The Meaning of Witchcraft

Around two decades ago I moved from Brighton on the south coast of England to rural North Devon. I recall searching online in an effort to learn about the place where I’d decided to raise my family and put down roots. Through this research I discovered the tale of the ‘Bideford witches’. Their story, the tale of the last people of England to be executed for the crime of witchcraft, haunted me. The trial of 1682, in common with many others, was the result of a perfect storm of factors and, like most witch trials of the early modern period, was far from a rural mob lynching. Rather, the Bideford witch trial unfolds at a time when our modern society is beginning to take shape, one in which both the inception and execution of the witch-hunt are led by the then cultural elites. 

Soon after my arrival in North Devon I was among a group of occultists who performed a ritual in memory of those three executed women; Mary Trembles, Susannah Edwards and Temperance Lloyd.

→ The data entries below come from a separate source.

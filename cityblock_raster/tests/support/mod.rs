// Copyright 2025 the Cityblock Authors
// SPDX-License-Identifier: Apache-2.0 OR MIT

#![allow(dead_code, reason = "Each test binary uses a different subset of helpers.")]

use cityblock_index::{Point, SeedSet};
use rand::Rng;
use rand::SeedableRng;
use rand_chacha::ChaCha8Rng;

/// Uniform seeds in `[0, size)²` from a fixed seed.
pub fn uniform_seeds(count: usize, size: usize, seed: u64) -> SeedSet<i64> {
    let mut rng = ChaCha8Rng::seed_from_u64(seed);
    cityblock_raster::sample_seeds(&mut rng, size, count).unwrap()
}

/// Seeds packed into a few tight clusters, with many duplicates.
pub fn clustered_seeds(
    clusters: usize,
    per_cluster: usize,
    size: usize,
    seed: u64,
) -> SeedSet<i64> {
    let mut rng = ChaCha8Rng::seed_from_u64(seed);
    let side = i64::try_from(size).unwrap();
    let mut points = Vec::with_capacity(clusters * per_cluster);
    for _ in 0..clusters {
        let center = Point::new(rng.random_range(0..side), rng.random_range(0..side));
        for _ in 0..per_cluster {
            let dr = rng.random_range(-1..=1);
            let dc = rng.random_range(-1..=1);
            points.push(Point::new(
                (center.row + dr).clamp(0, side - 1),
                (center.col + dc).clamp(0, side - 1),
            ));
        }
    }
    SeedSet::new(points).unwrap()
}

/// Seeds along a single row: the worst case for one of the split axes.
pub fn collinear_seeds(count: usize, row: i64) -> SeedSet<i64> {
    let points = (0..count)
        .map(|i| Point::new(row, i64::try_from(i * 2).unwrap()))
        .collect();
    SeedSet::new(points).unwrap()
}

We processed through the town on a rainy day, laying flowers at places these ladies would have known; the steep lane in which the Devil was said to have appeared to one of them, and the medieval bridge which spans the turbulent river Torridge. Our ceremony is documented in my book Magick Works. The observant reader will notice that the cover of the book shows a red rose of the type we offered. The artwork also includes the seals of the Pomba Gira spirits, beings often associated with the outcast, the dispossessed and with ‘fallen’ women. One material result of this ritual was the painting that adorns my living room by Greg Humphries entitled ‘Southwestern Arrow’ also known as ‘Truth and Reconciliation’.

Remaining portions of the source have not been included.